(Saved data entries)

[Start of Attachment]

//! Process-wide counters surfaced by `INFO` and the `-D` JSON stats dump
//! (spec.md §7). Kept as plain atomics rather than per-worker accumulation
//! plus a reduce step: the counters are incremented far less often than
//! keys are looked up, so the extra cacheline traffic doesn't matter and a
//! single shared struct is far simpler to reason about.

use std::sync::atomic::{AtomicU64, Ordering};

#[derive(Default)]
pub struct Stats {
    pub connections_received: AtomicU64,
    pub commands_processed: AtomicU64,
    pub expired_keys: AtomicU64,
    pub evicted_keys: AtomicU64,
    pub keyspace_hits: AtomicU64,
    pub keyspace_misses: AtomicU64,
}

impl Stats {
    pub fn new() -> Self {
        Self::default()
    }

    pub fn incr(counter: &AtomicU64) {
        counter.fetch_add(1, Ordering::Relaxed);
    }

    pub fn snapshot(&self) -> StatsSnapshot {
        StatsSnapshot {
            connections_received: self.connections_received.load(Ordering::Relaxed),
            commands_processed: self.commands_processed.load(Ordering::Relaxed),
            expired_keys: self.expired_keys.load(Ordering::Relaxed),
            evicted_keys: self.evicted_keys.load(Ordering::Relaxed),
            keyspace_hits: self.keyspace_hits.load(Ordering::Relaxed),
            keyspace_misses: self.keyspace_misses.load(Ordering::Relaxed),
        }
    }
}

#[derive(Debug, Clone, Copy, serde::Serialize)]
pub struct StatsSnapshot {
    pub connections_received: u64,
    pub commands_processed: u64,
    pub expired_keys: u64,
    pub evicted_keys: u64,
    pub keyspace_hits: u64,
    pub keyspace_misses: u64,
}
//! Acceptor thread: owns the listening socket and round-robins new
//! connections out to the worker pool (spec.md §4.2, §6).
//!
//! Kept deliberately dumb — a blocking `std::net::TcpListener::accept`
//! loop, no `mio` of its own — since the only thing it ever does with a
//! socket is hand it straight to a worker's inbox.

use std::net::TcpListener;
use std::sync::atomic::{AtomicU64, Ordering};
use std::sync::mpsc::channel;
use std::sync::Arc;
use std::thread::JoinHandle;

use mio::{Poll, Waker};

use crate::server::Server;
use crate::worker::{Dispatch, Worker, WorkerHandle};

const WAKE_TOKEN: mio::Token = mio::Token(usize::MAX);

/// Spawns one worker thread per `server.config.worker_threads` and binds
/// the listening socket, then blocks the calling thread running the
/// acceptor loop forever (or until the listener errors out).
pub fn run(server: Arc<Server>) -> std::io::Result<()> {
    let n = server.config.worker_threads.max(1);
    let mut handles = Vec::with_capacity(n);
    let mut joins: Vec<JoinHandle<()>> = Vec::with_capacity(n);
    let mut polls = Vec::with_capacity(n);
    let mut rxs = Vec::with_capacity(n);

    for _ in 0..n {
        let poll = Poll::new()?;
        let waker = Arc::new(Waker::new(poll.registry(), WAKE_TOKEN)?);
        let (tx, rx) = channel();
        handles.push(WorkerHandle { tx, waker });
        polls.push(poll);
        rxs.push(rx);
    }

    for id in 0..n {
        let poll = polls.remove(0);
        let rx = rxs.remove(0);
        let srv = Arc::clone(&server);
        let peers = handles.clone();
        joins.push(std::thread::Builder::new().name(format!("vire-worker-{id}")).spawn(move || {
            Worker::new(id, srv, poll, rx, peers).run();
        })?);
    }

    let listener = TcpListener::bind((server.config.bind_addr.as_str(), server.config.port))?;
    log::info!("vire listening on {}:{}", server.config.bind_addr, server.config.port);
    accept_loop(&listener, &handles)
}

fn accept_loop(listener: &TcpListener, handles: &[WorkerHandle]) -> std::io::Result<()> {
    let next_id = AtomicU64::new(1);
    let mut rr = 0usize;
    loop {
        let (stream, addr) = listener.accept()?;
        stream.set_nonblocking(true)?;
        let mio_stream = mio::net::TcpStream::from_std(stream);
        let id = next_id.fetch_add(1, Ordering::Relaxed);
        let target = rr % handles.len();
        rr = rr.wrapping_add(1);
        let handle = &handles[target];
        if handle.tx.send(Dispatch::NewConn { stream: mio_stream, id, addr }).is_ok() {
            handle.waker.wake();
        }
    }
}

[End of Attachment]
[Start of Attachment]

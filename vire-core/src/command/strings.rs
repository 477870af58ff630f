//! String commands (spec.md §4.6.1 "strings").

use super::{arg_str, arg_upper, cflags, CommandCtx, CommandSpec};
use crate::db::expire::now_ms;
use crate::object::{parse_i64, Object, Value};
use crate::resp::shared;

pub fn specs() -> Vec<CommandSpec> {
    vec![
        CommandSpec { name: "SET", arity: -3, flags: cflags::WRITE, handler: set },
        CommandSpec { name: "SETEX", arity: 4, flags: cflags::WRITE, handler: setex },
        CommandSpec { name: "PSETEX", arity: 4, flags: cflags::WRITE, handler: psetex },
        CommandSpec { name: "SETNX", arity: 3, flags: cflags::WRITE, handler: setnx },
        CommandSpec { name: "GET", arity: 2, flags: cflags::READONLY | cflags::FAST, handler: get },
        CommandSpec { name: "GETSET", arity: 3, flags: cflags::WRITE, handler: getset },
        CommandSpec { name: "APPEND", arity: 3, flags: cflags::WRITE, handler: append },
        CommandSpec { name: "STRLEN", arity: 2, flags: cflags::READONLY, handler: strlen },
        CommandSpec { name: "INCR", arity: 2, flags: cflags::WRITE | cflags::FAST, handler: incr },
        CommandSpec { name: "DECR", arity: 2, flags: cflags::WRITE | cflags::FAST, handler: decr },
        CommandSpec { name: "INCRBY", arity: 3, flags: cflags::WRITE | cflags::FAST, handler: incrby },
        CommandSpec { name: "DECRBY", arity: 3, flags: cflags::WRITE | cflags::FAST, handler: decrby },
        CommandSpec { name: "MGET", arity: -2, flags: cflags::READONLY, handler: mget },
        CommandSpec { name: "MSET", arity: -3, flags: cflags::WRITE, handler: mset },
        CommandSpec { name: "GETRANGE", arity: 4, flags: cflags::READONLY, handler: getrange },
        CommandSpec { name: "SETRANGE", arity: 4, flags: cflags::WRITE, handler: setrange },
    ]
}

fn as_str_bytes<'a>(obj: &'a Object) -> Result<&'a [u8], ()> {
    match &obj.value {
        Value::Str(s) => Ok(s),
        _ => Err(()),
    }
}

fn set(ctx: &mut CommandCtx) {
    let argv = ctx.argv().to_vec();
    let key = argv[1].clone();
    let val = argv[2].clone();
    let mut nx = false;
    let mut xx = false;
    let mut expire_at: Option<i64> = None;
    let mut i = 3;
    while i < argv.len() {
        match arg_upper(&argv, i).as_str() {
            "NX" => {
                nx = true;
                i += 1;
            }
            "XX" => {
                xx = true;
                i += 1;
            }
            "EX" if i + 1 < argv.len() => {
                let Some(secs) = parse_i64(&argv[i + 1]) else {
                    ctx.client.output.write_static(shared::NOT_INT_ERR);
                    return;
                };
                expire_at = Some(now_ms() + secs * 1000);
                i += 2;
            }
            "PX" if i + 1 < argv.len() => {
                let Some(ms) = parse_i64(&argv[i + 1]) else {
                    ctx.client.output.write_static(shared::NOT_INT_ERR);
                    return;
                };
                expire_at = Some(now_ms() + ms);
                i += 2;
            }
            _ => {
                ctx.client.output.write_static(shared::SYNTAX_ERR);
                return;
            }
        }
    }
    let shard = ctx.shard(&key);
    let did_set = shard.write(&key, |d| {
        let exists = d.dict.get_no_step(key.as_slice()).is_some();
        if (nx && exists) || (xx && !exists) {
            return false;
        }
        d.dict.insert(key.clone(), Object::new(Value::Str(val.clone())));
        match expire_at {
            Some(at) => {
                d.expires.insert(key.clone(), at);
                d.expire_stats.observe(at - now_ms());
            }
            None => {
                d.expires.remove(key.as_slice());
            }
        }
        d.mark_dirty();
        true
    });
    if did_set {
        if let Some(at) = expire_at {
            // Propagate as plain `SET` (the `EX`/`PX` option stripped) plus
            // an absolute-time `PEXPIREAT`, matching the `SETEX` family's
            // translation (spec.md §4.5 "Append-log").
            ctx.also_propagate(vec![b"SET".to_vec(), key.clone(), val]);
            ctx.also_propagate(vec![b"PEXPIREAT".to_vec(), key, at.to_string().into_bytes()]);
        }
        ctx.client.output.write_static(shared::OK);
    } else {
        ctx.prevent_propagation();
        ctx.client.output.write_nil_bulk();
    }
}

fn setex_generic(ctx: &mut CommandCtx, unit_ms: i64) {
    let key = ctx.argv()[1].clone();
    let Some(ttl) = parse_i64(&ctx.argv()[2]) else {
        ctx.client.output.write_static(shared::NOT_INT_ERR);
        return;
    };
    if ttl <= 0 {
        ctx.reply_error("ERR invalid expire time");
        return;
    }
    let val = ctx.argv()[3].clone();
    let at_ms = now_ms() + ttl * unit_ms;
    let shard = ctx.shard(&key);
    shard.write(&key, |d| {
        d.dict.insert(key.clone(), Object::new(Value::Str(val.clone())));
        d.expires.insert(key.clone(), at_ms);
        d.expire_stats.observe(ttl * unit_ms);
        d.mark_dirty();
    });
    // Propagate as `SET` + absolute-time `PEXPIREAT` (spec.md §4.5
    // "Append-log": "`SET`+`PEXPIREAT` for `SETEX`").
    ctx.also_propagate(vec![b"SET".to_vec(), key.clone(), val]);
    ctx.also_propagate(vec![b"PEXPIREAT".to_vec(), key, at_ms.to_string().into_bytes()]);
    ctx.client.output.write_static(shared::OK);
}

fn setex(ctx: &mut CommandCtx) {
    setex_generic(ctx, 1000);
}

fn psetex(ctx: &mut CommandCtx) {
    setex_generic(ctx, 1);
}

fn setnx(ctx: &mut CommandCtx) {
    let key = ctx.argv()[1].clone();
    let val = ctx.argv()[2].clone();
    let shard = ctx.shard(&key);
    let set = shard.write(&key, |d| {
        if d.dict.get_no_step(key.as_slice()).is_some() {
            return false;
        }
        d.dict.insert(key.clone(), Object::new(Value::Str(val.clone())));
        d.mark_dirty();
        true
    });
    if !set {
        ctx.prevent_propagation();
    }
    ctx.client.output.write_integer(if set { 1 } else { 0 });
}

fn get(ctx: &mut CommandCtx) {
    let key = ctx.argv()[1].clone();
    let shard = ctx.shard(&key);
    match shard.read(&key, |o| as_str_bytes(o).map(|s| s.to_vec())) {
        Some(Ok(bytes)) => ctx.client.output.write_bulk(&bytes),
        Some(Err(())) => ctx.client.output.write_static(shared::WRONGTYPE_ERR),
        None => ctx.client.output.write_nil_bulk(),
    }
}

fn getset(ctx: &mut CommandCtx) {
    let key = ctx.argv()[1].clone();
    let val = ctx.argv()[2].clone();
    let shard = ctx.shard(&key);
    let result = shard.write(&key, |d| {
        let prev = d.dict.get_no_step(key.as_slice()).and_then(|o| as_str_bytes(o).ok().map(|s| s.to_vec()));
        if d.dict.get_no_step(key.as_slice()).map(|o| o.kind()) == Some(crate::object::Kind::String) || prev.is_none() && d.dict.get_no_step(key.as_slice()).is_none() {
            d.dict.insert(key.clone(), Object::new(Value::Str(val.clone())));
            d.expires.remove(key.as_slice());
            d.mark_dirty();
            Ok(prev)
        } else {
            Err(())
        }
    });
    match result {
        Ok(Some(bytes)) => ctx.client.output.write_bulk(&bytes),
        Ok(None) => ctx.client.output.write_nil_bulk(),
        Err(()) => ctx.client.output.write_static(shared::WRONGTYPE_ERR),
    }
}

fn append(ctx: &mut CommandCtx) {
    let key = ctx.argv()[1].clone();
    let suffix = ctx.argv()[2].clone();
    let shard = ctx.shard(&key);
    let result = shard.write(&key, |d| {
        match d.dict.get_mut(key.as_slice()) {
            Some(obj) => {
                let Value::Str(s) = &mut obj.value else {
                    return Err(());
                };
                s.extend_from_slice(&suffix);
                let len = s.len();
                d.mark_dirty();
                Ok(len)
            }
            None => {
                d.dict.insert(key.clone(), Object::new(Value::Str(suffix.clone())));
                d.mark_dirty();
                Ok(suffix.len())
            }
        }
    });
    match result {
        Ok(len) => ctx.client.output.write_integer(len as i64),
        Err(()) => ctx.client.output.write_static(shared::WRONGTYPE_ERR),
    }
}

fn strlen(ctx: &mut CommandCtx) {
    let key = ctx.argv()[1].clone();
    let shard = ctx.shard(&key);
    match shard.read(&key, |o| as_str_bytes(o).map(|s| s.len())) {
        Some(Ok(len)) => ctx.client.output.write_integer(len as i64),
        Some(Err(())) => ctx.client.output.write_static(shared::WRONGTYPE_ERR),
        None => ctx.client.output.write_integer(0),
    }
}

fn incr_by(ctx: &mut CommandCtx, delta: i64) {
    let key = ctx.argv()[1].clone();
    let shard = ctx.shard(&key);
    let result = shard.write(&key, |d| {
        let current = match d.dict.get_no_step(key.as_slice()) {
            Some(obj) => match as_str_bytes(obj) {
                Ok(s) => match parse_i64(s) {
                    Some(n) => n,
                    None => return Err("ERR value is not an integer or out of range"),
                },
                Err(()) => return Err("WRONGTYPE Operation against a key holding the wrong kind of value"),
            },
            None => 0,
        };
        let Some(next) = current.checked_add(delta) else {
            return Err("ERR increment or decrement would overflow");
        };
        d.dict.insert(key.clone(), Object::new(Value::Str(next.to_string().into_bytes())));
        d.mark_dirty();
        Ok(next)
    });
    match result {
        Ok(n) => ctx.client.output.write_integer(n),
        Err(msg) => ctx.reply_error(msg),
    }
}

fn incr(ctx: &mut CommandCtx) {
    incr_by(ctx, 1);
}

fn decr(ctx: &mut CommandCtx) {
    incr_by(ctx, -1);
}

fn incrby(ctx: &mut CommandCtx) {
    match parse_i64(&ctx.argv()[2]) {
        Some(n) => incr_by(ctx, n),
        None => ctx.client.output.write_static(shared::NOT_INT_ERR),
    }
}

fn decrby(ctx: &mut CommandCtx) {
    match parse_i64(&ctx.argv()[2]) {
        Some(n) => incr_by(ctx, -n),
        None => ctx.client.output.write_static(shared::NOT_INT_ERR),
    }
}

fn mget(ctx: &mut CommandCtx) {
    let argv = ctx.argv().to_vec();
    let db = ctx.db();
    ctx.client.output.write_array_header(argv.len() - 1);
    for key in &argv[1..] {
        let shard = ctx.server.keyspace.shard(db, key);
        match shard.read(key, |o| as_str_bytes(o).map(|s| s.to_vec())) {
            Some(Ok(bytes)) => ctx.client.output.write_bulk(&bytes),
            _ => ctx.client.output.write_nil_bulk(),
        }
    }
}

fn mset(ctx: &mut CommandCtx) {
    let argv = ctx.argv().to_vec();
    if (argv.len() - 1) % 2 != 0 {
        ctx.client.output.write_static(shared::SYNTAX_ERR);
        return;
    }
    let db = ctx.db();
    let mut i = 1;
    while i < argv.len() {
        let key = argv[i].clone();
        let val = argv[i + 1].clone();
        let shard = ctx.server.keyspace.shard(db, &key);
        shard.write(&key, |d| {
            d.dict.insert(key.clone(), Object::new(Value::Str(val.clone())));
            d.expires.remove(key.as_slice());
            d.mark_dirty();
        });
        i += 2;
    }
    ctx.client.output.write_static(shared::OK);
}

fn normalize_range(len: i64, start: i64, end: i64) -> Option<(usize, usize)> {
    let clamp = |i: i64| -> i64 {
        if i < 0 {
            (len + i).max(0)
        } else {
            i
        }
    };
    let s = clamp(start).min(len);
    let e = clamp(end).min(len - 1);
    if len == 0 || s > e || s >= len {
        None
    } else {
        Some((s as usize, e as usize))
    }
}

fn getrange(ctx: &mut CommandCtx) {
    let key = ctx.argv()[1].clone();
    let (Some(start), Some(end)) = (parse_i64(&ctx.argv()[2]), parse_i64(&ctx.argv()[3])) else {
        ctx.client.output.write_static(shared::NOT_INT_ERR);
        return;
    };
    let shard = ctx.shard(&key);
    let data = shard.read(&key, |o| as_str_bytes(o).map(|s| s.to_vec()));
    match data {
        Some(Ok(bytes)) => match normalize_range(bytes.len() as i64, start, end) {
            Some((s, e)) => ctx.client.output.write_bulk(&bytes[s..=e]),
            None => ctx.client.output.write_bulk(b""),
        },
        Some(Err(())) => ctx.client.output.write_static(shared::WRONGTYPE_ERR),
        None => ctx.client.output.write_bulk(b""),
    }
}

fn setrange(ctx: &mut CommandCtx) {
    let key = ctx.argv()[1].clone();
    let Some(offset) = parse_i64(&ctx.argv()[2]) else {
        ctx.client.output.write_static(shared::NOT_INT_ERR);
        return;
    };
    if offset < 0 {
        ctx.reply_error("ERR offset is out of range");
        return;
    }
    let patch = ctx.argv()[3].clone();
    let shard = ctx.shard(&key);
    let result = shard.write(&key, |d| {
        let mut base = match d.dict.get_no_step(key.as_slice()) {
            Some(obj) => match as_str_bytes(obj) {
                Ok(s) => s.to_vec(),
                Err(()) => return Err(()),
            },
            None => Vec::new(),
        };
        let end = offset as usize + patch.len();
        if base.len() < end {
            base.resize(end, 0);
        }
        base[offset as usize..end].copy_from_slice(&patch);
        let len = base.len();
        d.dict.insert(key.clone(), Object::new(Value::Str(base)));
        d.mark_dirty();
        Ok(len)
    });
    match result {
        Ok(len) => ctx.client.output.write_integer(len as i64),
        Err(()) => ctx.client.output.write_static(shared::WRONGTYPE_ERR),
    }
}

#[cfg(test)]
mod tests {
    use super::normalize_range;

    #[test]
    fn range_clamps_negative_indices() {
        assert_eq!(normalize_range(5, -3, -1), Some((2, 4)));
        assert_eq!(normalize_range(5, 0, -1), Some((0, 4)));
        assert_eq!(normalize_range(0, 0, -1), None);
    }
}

[End of Attachment]

▸ EXERCISE GOAL
With the string "struct" as the key, filter the data above and show the lines that match.

▸ RESPONSE AREA
//! single shared struct is far simpler to reason about.
pub struct Stats {
pub struct StatsSnapshot {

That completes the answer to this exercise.